DIRECTIONS FOR THIS TASK:
The answer must be one number: how many lines in the data below include the string "insertId".

EXERCISE MATERIAL:
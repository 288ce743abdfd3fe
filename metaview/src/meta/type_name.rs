//! Type-level classification and best-effort naming of host types.

use crate::host::{ObjectModel, TypeRef};

/// Sentinel used when no rule can name a type.
pub const UNNAMED_TYPE: &str = "<unnamed type>";

/// What a declared type denotes, from the engine's point of view.
#[derive(Debug, Clone, Copy, PartialEq, Eq)]
pub enum TypeClass {
    String,
    Enumeration,
    Metaclass,
    Other,
}

pub fn classify_type<H: ObjectModel>(host: &H, ty: &TypeRef<H::Metaclass>) -> TypeClass {
    match ty {
        TypeRef::String => TypeClass::String,
        TypeRef::Enumeration { .. } => TypeClass::Enumeration,
        TypeRef::Metaclass(_) if is_metaclass(host, ty) => TypeClass::Metaclass,
        _ => TypeClass::Other,
    }
}

/// True if the type is a metaclass registered in the host's metamodel.
pub fn is_metaclass<H: ObjectModel>(host: &H, ty: &TypeRef<H::Metaclass>) -> bool {
    match ty {
        TypeRef::Metaclass(m) => host.metaclass_name(m).is_some(),
        _ => false,
    }
}

pub fn is_enumeration_type<M>(ty: &TypeRef<M>) -> bool {
    matches!(ty, TypeRef::Enumeration { .. })
}

type Extractor<H> = fn(&H, &TypeRef<<H as ObjectModel>::Metaclass>) -> Option<String>;

/// One step of the naming chain: the first rule whose extractor yields a
/// name wins.
struct NamingRule<H: ObjectModel> {
    rule: &'static str,
    extract: Extractor<H>,
}

fn naming_rules<H: ObjectModel>() -> [NamingRule<H>; 7] {
    [
        NamingRule {
            rule: "string",
            extract: |_, ty| matches!(ty, TypeRef::String).then(|| "string".to_string()),
        },
        NamingRule {
            rule: "enumeration",
            extract: |_, ty| match ty {
                TypeRef::Enumeration { qualified_name } => qualified_name
                    .rsplit('.')
                    .next()
                    .map(str::to_string),
                _ => None,
            },
        },
        NamingRule {
            rule: "metaclass",
            extract: |host, ty| match ty {
                TypeRef::Metaclass(m) => host.metaclass_name(m),
                _ => None,
            },
        },
        NamingRule {
            rule: "primitive",
            extract: |_, ty| match ty {
                TypeRef::Primitive(name) => Some(name.to_string()),
                _ => None,
            },
        },
        NamingRule {
            rule: "parameterized",
            extract: |host, ty| match ty {
                TypeRef::Parameterized { raw, .. } => Some(type_name(host, raw)),
                _ => None,
            },
        },
        NamingRule {
            rule: "native",
            extract: |_, ty| match ty {
                TypeRef::Opaque { native_name, .. } => native_name.clone(),
                _ => None,
            },
        },
        NamingRule {
            rule: "display",
            extract: |_, ty| match ty {
                TypeRef::Opaque { display, .. } => display.clone(),
                _ => None,
            },
        },
    ]
}

/// Human-readable name of a host type. Never fails.
///
/// Strings are named `string`, enumerations by their unqualified name,
/// metaclasses by their metamodel name; anything else falls back to the
/// native name, then the display text, then [`UNNAMED_TYPE`].
pub fn type_name<H: ObjectModel>(host: &H, ty: &TypeRef<H::Metaclass>) -> String {
    for rule in naming_rules::<H>() {
        if let Some(name) = (rule.extract)(host, ty).filter(|n| !n.is_empty()) {
            tracing::trace!(rule = rule.rule, %name, "type named");
            return name;
        }
    }
    UNNAMED_TYPE.to_string()
}

#[cfg(all(test, feature = "memory"))]
mod tests {
    use super::*;
    use crate::memory::MemoryModel;

    #[test]
    fn names_follow_the_rule_order() {
        let mut model = MemoryModel::new();
        let actor = model.metaclass("Actor", &[]);

        assert_eq!(type_name(&model, &TypeRef::String), "string");
        assert_eq!(
            type_name(&model, &TypeRef::enumeration("org.uml.VisibilityMode")),
            "VisibilityMode"
        );
        assert_eq!(type_name(&model, &TypeRef::Metaclass(actor)), "Actor");
        assert_eq!(type_name(&model, &TypeRef::primitive("int")), "int");
        assert_eq!(
            type_name(&model, &TypeRef::collection_of("List", TypeRef::String)),
            "List"
        );
    }

    #[test]
    fn opaque_types_fall_back_to_display_then_sentinel() {
        let model = MemoryModel::new();
        let shown = TypeRef::Opaque {
            native_name: None,
            display: Some("Handle@1f".into()),
        };
        assert_eq!(type_name(&model, &shown), "Handle@1f");

        let blank = TypeRef::Opaque {
            native_name: Some(String::new()),
            display: None,
        };
        assert_eq!(type_name(&model, &blank), UNNAMED_TYPE);
    }

    #[test]
    fn type_classes() {
        let mut model = MemoryModel::new();
        let actor = model.metaclass("Actor", &[]);

        assert_eq!(classify_type(&model, &TypeRef::String), TypeClass::String);
        assert_eq!(
            classify_type(&model, &TypeRef::enumeration("Kind")),
            TypeClass::Enumeration
        );
        assert_eq!(
            classify_type(&model, &TypeRef::Metaclass(actor)),
            TypeClass::Metaclass
        );
        assert_eq!(
            classify_type(&model, &TypeRef::primitive("bool")),
            TypeClass::Other
        );
        assert!(is_enumeration_type(&TypeRef::<()>::enumeration("Kind")));
    }
}
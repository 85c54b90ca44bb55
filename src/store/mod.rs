//! SQLite storage layer -- pool, schema, and the indexed log buffer.

pub mod schema;

use anyhow::{Context, Result};
use chrono::{DateTime, SecondsFormat, Utc};
use r2d2::Pool as R2D2Pool;
use r2d2_sqlite::SqliteConnectionManager;
use rusqlite::{params, OptionalExtension};
use tokio::sync::Mutex;

use crate::ingest::NormalizedLogEntry;

/// Connection Pool type
pub type Pool = R2D2Pool<SqliteConnectionManager>;

/// Open (or create) the SQLite database and return a connection pool.
pub fn open_pool(path: &str) -> Result<Pool> {
    let manager = SqliteConnectionManager::file(path).with_init(|c| {
        c.execute_batch(
            "PRAGMA journal_mode = WAL;
                 PRAGMA synchronous = NORMAL;
                 PRAGMA temp_store = MEMORY;
                 PRAGMA foreign_keys = ON;
                 PRAGMA busy_timeout = 5000;",
        )
    });

    let pool = R2D2Pool::new(manager)?;

    // Run migrations on a single connection
    let conn = pool.get()?;
    schema::migrate(&conn)?;

    Ok(pool)
}

fn ts_key(ts: &DateTime<Utc>) -> String {
    ts.to_rfc3339_opts(SecondsFormat::Micros, true)
}

/// Bounded sliding-window log buffer with durable sequential indices.
///
/// Every stored record gets the next index from `buffer_meta`; once the
/// buffer exceeds capacity the oldest rows are evicted until it fits.
/// Index values are never reused -- only the slot is. All mutations are
/// serialized behind one writer lock so indices stay gap-free under
/// concurrent ingestion.
pub struct IndexedLogStore {
    pool: Pool,
    capacity: i64,
    write_lock: Mutex<()>,
}

impl IndexedLogStore {
    pub fn new(pool: Pool, capacity: i64) -> Self {
        Self {
            pool,
            capacity: capacity.max(1),
            write_lock: Mutex::new(()),
        }
    }

    pub fn capacity(&self) -> i64 {
        self.capacity
    }

    /// Append a record, assign the next index, and evict past capacity.
    /// Returns the assigned index.
    pub async fn store(&self, entry: &NormalizedLogEntry) -> Result<i64> {
        let _guard = self.write_lock.lock().await;
        let mut conn = self.pool.get()?;
        let tx = conn.transaction()?;

        let index: i64 = tx
            .query_row(
                "UPDATE buffer_meta SET max_index = max_index + 1 WHERE id = 0 RETURNING max_index",
                [],
                |row| row.get(0),
            )
            .context("failed to advance buffer index")?;

        // The index lives in the row key, not the serialized entry.
        let mut stored = entry.clone();
        stored.index = None;
        let entry_json = serde_json::to_string(&stored)?;

        tx.execute(
            "INSERT INTO log_entries (idx, ts, entry_json, is_anomaly) VALUES (?1, ?2, ?3, 0)",
            params![index, ts_key(&entry.timestamp), entry_json],
        )?;

        // Evict until the buffer fits, not just once: bursts must not let
        // the window grow past capacity.
        loop {
            let size: i64 = tx.query_row("SELECT COUNT(*) FROM log_entries", [], |row| row.get(0))?;
            if size <= self.capacity {
                break;
            }
            let oldest: i64 = tx.query_row("SELECT MIN(idx) FROM log_entries", [], |row| row.get(0))?;
            tx.execute("DELETE FROM log_entries WHERE idx = ?1", params![oldest])?;
            tx.execute("DELETE FROM anomaly_indices WHERE idx = ?1", params![oldest])?;
        }

        tx.commit()?;
        Ok(index)
    }

    /// Fetch one record by index, re-attaching the index on read.
    pub async fn get(&self, index: i64) -> Result<Option<NormalizedLogEntry>> {
        let conn = self.pool.get()?;
        let row = conn
            .query_row(
                "SELECT entry_json, is_anomaly FROM log_entries WHERE idx = ?1",
                params![index],
                |row| Ok((row.get::<_, String>(0)?, row.get::<_, i64>(1)?)),
            )
            .optional()?;

        match row {
            Some((json, flagged)) => Ok(Some(rehydrate(index, &json, flagged != 0)?)),
            None => Ok(None),
        }
    }

    /// Inclusive range query; evicted indices are silently skipped.
    pub async fn get_range(&self, start: i64, end: i64) -> Result<Vec<NormalizedLogEntry>> {
        let pool = self.pool.clone();
        tokio::task::spawn_blocking(move || -> Result<Vec<NormalizedLogEntry>> {
            let conn = pool.get()?;
            let mut stmt = conn.prepare(
                "SELECT idx, entry_json, is_anomaly FROM log_entries
                 WHERE idx BETWEEN ?1 AND ?2 ORDER BY idx ASC",
            )?;
            let rows = stmt.query_map(params![start, end], |row| {
                Ok((
                    row.get::<_, i64>(0)?,
                    row.get::<_, String>(1)?,
                    row.get::<_, i64>(2)?,
                ))
            })?;

            let mut entries = Vec::new();
            for r in rows {
                let (idx, json, flagged) = r?;
                entries.push(rehydrate(idx, &json, flagged != 0)?);
            }
            Ok(entries)
        })
        .await?
    }

    /// All records with a timestamp at or after `cutoff`, oldest first.
    pub async fn get_window(&self, cutoff: DateTime<Utc>) -> Result<Vec<NormalizedLogEntry>> {
        let pool = self.pool.clone();
        let cutoff_key = ts_key(&cutoff);
        tokio::task::spawn_blocking(move || -> Result<Vec<NormalizedLogEntry>> {
            let conn = pool.get()?;
            let mut stmt = conn.prepare(
                "SELECT idx, entry_json, is_anomaly FROM log_entries
                 WHERE ts >= ?1 ORDER BY idx ASC",
            )?;
            let rows = stmt.query_map(params![cutoff_key], |row| {
                Ok((
                    row.get::<_, i64>(0)?,
                    row.get::<_, String>(1)?,
                    row.get::<_, i64>(2)?,
                ))
            })?;

            let mut entries = Vec::new();
            for r in rows {
                let (idx, json, flagged) = r?;
                entries.push(rehydrate(idx, &json, flagged != 0)?);
            }
            Ok(entries)
        })
        .await?
    }

    /// Mark a record anomalous. Idempotent: a second call is a no-op.
    /// Returns false when the record has already been evicted.
    pub async fn flag_anomaly(&self, index: i64) -> Result<bool> {
        let _guard = self.write_lock.lock().await;
        let mut conn = self.pool.get()?;
        let tx = conn.transaction()?;

        let flagged: Option<i64> = tx
            .query_row(
                "SELECT is_anomaly FROM log_entries WHERE idx = ?1",
                params![index],
                |row| row.get(0),
            )
            .optional()?;

        let Some(flagged) = flagged else {
            return Ok(false);
        };
        if flagged != 0 {
            return Ok(true);
        }

        tx.execute(
            "UPDATE log_entries SET is_anomaly = 1 WHERE idx = ?1",
            params![index],
        )?;
        tx.execute(
            "INSERT OR IGNORE INTO anomaly_indices (idx) VALUES (?1)",
            params![index],
        )?;
        tx.execute(
            "INSERT INTO recent_anomalies (idx) VALUES (?1)",
            params![index],
        )?;
        // Keep only the 100 newest entries.
        tx.execute(
            "DELETE FROM recent_anomalies WHERE seq NOT IN
                 (SELECT seq FROM recent_anomalies ORDER BY seq DESC LIMIT 100)",
            [],
        )?;

        tx.commit()?;
        Ok(true)
    }

    /// Anomalous indices within an inclusive range, ascending.
    pub async fn get_anomaly_indices(&self, start: i64, end: i64) -> Result<Vec<i64>> {
        let conn = self.pool.get()?;
        let mut stmt = conn.prepare(
            "SELECT idx FROM anomaly_indices WHERE idx BETWEEN ?1 AND ?2 ORDER BY idx ASC",
        )?;
        let rows = stmt.query_map(params![start, end], |row| row.get::<_, i64>(0))?;

        let mut indices = Vec::new();
        for r in rows {
            indices.push(r?);
        }
        Ok(indices)
    }

    /// The most recently flagged indices, newest first.
    pub async fn get_recent_anomalies(&self, count: usize) -> Result<Vec<i64>> {
        let conn = self.pool.get()?;
        let mut stmt = conn.prepare(
            "SELECT idx FROM recent_anomalies ORDER BY seq DESC LIMIT ?1",
        )?;
        let rows = stmt.query_map(params![count as i64], |row| row.get::<_, i64>(0))?;

        let mut indices = Vec::new();
        for r in rows {
            indices.push(r?);
        }
        Ok(indices)
    }

    pub async fn current_max_index(&self) -> Result<i64> {
        let conn = self.pool.get()?;
        let max: i64 =
            conn.query_row("SELECT max_index FROM buffer_meta WHERE id = 0", [], |row| row.get(0))?;
        Ok(max)
    }

    /// Number of live records in the buffer.
    pub async fn len(&self) -> Result<i64> {
        let conn = self.pool.get()?;
        let count: i64 = conn.query_row("SELECT COUNT(*) FROM log_entries", [], |row| row.get(0))?;
        Ok(count)
    }
}

fn rehydrate(index: i64, json: &str, flagged: bool) -> Result<NormalizedLogEntry> {
    let mut entry: NormalizedLogEntry =
        serde_json::from_str(json).context("corrupt stored log entry")?;
    entry.index = Some(index);
    entry.is_anomaly = flagged;
    Ok(entry)
}

#[cfg(test)]
mod tests {
    use super::*;
    use crate::ingest::normalize;
    use serde_json::json;

    fn test_store(capacity: i64) -> (tempfile::TempDir, IndexedLogStore) {
        let dir = tempfile::tempdir().unwrap();
        let path = dir.path().join("test.db");
        let pool = open_pool(path.to_str().unwrap()).unwrap();
        (dir, IndexedLogStore::new(pool, capacity))
    }

    fn entry(message: &str) -> NormalizedLogEntry {
        normalize(&json!({
            "timestamp": "2025-03-01T12:00:00Z",
            "severity": "INFO",
            "textPayload": message
        }))
        .unwrap()
    }

    #[tokio::test]
    async fn test_indices_strictly_increasing() {
        let (_dir, store) = test_store(100);
        let mut last = 0;
        for i in 0..20 {
            let idx = store.store(&entry(&format!("log {i}"))).await.unwrap();
            assert_eq!(idx, last + 1);
            last = idx;
        }
        assert_eq!(store.current_max_index().await.unwrap(), 20);
    }

    #[tokio::test]
    async fn test_eviction_keeps_sliding_window() {
        let (_dir, store) = test_store(10);
        for i in 0..30 {
            store.store(&entry(&format!("log {i}"))).await.unwrap();
        }
        let entries = store.get_range(1, 30).await.unwrap();
        assert_eq!(entries.len(), 10);
        let indices: Vec<i64> = entries.iter().map(|e| e.index.unwrap()).collect();
        assert_eq!(indices, (21..=30).collect::<Vec<i64>>());
        assert_eq!(store.len().await.unwrap(), 10);
    }

    #[tokio::test]
    async fn test_get_reattaches_index() {
        let (_dir, store) = test_store(10);
        let idx = store.store(&entry("hello")).await.unwrap();
        let fetched = store.get(idx).await.unwrap().unwrap();
        assert_eq!(fetched.index, Some(idx));
        assert_eq!(fetched.message, "hello");
        assert!(store.get(idx + 1).await.unwrap().is_none());
    }

    #[tokio::test]
    async fn test_flag_anomaly_is_idempotent() {
        let (_dir, store) = test_store(10);
        let idx = store.store(&entry("bad")).await.unwrap();

        assert!(store.flag_anomaly(idx).await.unwrap());
        assert!(store.flag_anomaly(idx).await.unwrap());

        let anomalies = store.get_anomaly_indices(1, 100).await.unwrap();
        assert_eq!(anomalies, vec![idx]);
        let recent = store.get_recent_anomalies(10).await.unwrap();
        assert_eq!(recent, vec![idx]);

        let fetched = store.get(idx).await.unwrap().unwrap();
        assert!(fetched.is_anomaly);
    }

    #[tokio::test]
    async fn test_flag_anomaly_missing_record() {
        let (_dir, store) = test_store(10);
        assert!(!store.flag_anomaly(42).await.unwrap());
    }

    #[tokio::test]
    async fn test_eviction_removes_anomaly_index() {
        let (_dir, store) = test_store(5);
        let idx = store.store(&entry("bad")).await.unwrap();
        store.flag_anomaly(idx).await.unwrap();

        for i in 0..5 {
            store.store(&entry(&format!("filler {i}"))).await.unwrap();
        }

        assert!(store.get(idx).await.unwrap().is_none());
        assert!(store.get_anomaly_indices(idx, idx).await.unwrap().is_empty());
    }

    #[tokio::test]
    async fn test_recent_anomalies_newest_first() {
        let (_dir, store) = test_store(50);
        let mut flagged = Vec::new();
        for i in 0..5 {
            let idx = store.store(&entry(&format!("bad {i}"))).await.unwrap();
            store.flag_anomaly(idx).await.unwrap();
            flagged.push(idx);
        }
        let recent = store.get_recent_anomalies(3).await.unwrap();
        flagged.reverse();
        assert_eq!(recent, flagged[..3].to_vec());
    }
}
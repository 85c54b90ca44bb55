//! Synthetic workload generator: a realistic log batch with embedded
//! anomaly phases, for exercising the pipeline end to end without a
//! cloud project.

use chrono::{Duration, Utc};
use rand::Rng;
use serde_json::{json, Value};

/// Phase sizes for the generated batch.
#[derive(Debug, Clone, Copy)]
pub struct SimulationPlan {
    /// Healthy INFO traffic (~200ms latency).
    pub baseline: usize,
    /// Latency ramp from ~2s upward, 30% of them erroring.
    pub latency_ramp: usize,
    /// Rapid repeated authentication failures.
    pub auth_burst: usize,
    /// Resource exhaustion indicators.
    pub exhaustion: usize,
}

impl Default for SimulationPlan {
    fn default() -> Self {
        Self {
            baseline: 600,
            latency_ramp: 100,
            auth_burst: 50,
            exhaustion: 5,
        }
    }
}

/// Generate the batch, oldest first, ending near now.
pub fn generate(plan: &SimulationPlan) -> Vec<Value> {
    let mut rng = rand::thread_rng();
    let total = plan.baseline + plan.latency_ramp + plan.auth_burst + plan.exhaustion;
    let mut at = Utc::now() - Duration::seconds(total as i64);
    let mut logs = Vec::with_capacity(total);

    for i in 0..plan.baseline {
        let latency = rng.gen_range(150.0..250.0);
        logs.push(json!({
            "insertId": format!("sim{i:05}"),
            "timestamp": at.to_rfc3339(),
            "severity": "INFO",
            "resource": {
                "type": "cloudsql_database",
                "labels": {"database_id": "prod-db-1", "region": "us-central1"}
            },
            "jsonPayload": {
                "latency_ms": latency,
                "query": "SELECT * FROM users WHERE id = ?",
                "connection_id": rng.gen_range(1..50)
            },
            "textPayload": format!("Query executed successfully in {}ms", latency as i64)
        }));
        at = at + Duration::seconds(1);
    }

    for i in 0..plan.latency_ramp {
        let latency = 2000.0 + i as f64 * 30.0 + rng.gen_range(-200.0..200.0);
        let errored = rng.gen_bool(0.3);
        logs.push(json!({
            "insertId": format!("sim-ramp{i:05}"),
            "timestamp": at.to_rfc3339(),
            "severity": if errored { "ERROR" } else { "WARNING" },
            "resource": {
                "type": "cloudsql_database",
                "labels": {"database_id": "prod-db-1", "region": "us-central1"}
            },
            "jsonPayload": {
                "latency_ms": latency,
                "query": "SELECT * FROM orders JOIN users ON users.id = orders.user_id",
                "deployment_id": "v2.3.1",
                "slow_query_reason": "Missing index on orders.created_at"
            },
            "textPayload": format!("Query timeout after {}ms", latency as i64)
        }));
        at = at + Duration::seconds(1);
    }

    let suspicious_ips: Vec<String> = (0..5)
        .map(|_| format!("192.168.1.{}", rng.gen_range(100..110)))
        .collect();
    for i in 0..plan.auth_burst {
        let ip = &suspicious_ips[rng.gen_range(0..suspicious_ips.len())];
        logs.push(json!({
            "insertId": format!("sim-auth{i:05}"),
            "timestamp": at.to_rfc3339(),
            "severity": "ERROR",
            "resource": {
                "type": "cloudsql_database",
                "labels": {"database_id": "prod-db-1", "region": "us-central1"}
            },
            "textPayload": format!("Authentication failed for user 'admin' from {ip}"),
            "jsonPayload": {
                "error_code": "INVALID_PASSWORD",
                "source_ip": ip,
                "user": "admin"
            }
        }));
        at = at + Duration::seconds(1);
    }

    for i in 0..plan.exhaustion {
        logs.push(json!({
            "insertId": format!("sim-res{i:05}"),
            "timestamp": at.to_rfc3339(),
            "severity": "CRITICAL",
            "resource": {
                "type": "gce_instance",
                "labels": {"instance_id": "worker-7", "zone": "us-central1-a"}
            },
            "textPayload": "connection pool exhausted: too many connections to prod-db-1"
        }));
        at = at + Duration::seconds(1);
    }

    logs
}

#[cfg(test)]
mod tests {
    use super::*;
    use crate::ingest::normalize;

    #[test]
    fn test_generated_batch_shape() {
        let plan = SimulationPlan::default();
        let logs = generate(&plan);
        assert_eq!(logs.len(), 755);

        // Every generated record normalizes cleanly.
        for log in &logs {
            normalize(log).unwrap();
        }
    }

    #[test]
    fn test_auth_burst_is_error_severity() {
        let plan = SimulationPlan {
            baseline: 0,
            latency_ramp: 0,
            auth_burst: 10,
            exhaustion: 0,
        };
        for log in generate(&plan) {
            let entry = normalize(&log).unwrap();
            assert!(entry.severity.is_error());
            assert!(entry.message.contains("Authentication failed"));
        }
    }
}
//! Raw payload parsing: turns an uploaded/streamed body into individual
//! JSON records before normalization.

use serde_json::Value;

/// Outcome of splitting a raw body into records. Line-level parse
/// failures are reported alongside whatever did parse.
#[derive(Debug, Default)]
pub struct ParsedBatch {
    pub records: Vec<Value>,
    /// (1-based line number, parse error message)
    pub errors: Vec<(usize, String)>,
}

/// Split a raw text body into JSON records.
///
/// Tries the whole body as one JSON document first (array → its elements,
/// object → one record); otherwise falls back to line-delimited JSON,
/// skipping blank lines and recording per-line failures.
pub fn parse_text(body: &str) -> ParsedBatch {
    let mut batch = ParsedBatch::default();

    if let Ok(value) = serde_json::from_str::<Value>(body.trim()) {
        match value {
            Value::Array(items) => batch.records = items,
            other => batch.records.push(other),
        }
        return batch;
    }

    for (line_no, line) in body.lines().enumerate() {
        let line = line.trim();
        if line.is_empty() {
            continue;
        }
        match serde_json::from_str::<Value>(line) {
            Ok(value) => batch.records.push(value),
            Err(e) => batch.errors.push((line_no + 1, e.to_string())),
        }
    }
    batch
}

/// Flatten an already-parsed JSON value into records (array → elements,
/// anything else → single record).
pub fn expand_value(value: Value) -> Vec<Value> {
    match value {
        Value::Array(items) => items,
        other => vec![other],
    }
}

COMPLETED EXERCISE:
4